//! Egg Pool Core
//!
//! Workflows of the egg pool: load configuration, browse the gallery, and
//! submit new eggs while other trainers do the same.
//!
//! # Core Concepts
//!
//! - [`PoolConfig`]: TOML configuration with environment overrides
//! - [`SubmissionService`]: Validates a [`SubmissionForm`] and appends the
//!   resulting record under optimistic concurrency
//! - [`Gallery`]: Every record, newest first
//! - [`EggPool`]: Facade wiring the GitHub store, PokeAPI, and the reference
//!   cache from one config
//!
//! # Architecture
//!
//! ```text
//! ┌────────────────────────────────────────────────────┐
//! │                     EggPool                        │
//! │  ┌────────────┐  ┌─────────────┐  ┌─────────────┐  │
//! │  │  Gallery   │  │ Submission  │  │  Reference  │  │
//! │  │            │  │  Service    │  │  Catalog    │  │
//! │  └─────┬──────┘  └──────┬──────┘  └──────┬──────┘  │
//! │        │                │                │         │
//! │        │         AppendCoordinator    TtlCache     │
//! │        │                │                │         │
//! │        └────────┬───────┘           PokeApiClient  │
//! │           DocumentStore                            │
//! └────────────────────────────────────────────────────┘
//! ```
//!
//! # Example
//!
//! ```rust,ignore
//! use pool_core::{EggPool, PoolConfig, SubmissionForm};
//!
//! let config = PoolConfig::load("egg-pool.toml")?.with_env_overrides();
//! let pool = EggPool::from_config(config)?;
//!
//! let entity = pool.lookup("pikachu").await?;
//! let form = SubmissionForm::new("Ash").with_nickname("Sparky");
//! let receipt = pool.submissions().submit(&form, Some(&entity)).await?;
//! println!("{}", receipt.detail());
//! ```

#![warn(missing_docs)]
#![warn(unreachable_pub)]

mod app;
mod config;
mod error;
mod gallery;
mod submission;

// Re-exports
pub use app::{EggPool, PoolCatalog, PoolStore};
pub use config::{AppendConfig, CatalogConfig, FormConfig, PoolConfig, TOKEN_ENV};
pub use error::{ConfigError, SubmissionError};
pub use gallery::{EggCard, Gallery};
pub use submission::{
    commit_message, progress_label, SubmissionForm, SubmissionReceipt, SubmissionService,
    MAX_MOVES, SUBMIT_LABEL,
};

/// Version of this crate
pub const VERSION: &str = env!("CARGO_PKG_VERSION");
::::::::
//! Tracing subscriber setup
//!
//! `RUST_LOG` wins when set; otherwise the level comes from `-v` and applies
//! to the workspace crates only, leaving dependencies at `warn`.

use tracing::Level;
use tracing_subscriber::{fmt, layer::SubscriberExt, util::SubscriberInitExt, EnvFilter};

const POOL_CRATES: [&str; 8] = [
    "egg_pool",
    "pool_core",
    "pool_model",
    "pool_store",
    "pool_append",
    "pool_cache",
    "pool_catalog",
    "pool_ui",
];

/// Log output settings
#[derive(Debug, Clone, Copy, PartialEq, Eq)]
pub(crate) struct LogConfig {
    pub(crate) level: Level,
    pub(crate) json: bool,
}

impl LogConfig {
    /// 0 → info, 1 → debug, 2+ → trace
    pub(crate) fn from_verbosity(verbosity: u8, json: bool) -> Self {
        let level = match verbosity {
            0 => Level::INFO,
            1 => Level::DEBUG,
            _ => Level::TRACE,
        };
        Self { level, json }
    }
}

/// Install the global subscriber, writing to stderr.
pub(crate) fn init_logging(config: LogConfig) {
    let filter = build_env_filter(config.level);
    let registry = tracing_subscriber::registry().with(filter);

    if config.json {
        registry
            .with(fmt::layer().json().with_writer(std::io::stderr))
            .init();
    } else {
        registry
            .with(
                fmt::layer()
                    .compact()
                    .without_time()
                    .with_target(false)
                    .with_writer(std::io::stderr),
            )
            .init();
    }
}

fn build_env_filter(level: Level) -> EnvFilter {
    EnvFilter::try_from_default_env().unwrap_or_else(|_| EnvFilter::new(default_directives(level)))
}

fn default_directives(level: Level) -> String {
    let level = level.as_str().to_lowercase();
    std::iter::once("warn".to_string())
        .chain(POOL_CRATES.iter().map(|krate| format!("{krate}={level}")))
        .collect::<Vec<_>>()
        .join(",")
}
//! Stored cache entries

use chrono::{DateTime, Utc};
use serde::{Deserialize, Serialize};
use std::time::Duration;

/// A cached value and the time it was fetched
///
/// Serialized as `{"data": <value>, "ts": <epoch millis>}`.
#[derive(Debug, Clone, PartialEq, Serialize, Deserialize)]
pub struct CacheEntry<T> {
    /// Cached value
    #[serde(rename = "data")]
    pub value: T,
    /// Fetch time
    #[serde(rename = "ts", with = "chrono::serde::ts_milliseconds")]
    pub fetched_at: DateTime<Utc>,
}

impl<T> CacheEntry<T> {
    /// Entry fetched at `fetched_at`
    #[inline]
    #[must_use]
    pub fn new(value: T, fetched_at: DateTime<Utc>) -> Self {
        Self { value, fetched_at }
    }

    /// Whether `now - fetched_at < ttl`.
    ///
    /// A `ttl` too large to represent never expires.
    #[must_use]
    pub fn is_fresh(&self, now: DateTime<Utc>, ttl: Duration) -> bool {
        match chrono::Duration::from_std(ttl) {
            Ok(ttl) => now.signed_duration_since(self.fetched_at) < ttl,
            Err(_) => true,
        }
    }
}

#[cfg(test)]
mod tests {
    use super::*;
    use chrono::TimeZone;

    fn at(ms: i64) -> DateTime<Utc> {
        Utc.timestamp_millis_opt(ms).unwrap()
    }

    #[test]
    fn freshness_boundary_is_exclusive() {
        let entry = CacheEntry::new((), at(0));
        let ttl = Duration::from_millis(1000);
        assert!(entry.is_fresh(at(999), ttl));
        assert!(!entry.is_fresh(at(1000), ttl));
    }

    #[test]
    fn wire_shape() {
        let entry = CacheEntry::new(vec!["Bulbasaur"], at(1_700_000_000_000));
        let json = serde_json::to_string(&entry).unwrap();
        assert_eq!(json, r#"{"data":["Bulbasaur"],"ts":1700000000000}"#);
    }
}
::::::::
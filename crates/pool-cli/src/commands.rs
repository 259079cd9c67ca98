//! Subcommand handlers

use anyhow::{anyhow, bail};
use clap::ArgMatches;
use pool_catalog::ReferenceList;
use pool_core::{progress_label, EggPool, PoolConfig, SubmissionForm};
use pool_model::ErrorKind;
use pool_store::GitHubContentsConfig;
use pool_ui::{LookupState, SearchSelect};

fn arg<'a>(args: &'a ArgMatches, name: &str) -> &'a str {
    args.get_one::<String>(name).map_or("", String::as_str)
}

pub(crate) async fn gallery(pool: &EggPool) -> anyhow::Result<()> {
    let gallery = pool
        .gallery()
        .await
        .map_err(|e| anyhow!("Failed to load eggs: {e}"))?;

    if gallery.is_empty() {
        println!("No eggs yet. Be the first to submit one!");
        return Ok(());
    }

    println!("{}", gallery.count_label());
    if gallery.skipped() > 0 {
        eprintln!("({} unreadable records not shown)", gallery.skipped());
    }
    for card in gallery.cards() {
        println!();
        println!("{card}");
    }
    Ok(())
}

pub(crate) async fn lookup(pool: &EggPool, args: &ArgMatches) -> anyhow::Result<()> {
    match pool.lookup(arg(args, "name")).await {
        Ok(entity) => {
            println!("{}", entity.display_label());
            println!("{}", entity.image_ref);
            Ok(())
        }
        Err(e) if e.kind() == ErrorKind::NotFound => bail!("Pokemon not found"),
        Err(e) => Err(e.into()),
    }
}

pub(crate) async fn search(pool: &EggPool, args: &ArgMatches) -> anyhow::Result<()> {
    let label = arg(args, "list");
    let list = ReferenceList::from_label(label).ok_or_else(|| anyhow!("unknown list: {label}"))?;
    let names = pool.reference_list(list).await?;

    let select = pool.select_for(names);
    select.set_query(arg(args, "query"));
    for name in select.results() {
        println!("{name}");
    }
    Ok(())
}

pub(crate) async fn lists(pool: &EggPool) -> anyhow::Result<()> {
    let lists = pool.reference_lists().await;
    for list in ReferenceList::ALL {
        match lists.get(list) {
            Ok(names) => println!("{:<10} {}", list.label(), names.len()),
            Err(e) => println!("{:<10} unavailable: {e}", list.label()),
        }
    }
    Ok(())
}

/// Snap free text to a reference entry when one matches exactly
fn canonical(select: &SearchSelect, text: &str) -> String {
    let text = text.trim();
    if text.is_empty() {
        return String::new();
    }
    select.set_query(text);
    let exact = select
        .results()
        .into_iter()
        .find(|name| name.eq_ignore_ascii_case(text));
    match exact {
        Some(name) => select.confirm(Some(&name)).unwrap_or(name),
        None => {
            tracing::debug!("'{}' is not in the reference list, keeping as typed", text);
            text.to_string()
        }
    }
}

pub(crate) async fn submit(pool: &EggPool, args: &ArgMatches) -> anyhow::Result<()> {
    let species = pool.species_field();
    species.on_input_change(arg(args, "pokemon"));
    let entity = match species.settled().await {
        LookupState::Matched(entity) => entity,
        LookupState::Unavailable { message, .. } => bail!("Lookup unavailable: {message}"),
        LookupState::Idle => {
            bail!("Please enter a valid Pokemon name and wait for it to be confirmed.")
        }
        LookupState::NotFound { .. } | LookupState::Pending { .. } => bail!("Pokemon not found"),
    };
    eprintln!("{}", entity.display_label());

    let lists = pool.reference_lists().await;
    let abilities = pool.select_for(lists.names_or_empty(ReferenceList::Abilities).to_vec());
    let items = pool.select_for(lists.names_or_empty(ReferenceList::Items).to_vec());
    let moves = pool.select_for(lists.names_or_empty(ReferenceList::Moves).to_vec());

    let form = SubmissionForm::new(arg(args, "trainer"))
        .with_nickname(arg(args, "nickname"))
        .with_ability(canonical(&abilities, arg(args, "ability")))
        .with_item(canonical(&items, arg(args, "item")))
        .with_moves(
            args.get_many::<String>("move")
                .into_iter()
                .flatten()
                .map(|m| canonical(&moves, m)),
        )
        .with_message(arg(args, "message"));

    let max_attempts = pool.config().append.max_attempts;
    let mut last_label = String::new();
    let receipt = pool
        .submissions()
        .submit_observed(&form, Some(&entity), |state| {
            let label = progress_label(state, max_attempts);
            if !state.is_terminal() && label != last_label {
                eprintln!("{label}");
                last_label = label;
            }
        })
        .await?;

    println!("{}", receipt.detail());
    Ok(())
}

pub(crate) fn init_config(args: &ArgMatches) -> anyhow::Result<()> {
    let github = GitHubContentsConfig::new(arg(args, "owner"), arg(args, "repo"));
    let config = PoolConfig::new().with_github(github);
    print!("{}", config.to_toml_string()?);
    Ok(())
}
::::::::
Using the material above, gather every line that includes "DateTime".

* **Answer below**:
use chrono::{DateTime, Utc};
    pub fetched_at: DateTime<Utc>,
    pub fn new(value: T, fetched_at: DateTime<Utc>) -> Self {
    pub fn is_fresh(&self, now: DateTime<Utc>, ttl: Duration) -> bool {
    fn at(ms: i64) -> DateTime<Utc> {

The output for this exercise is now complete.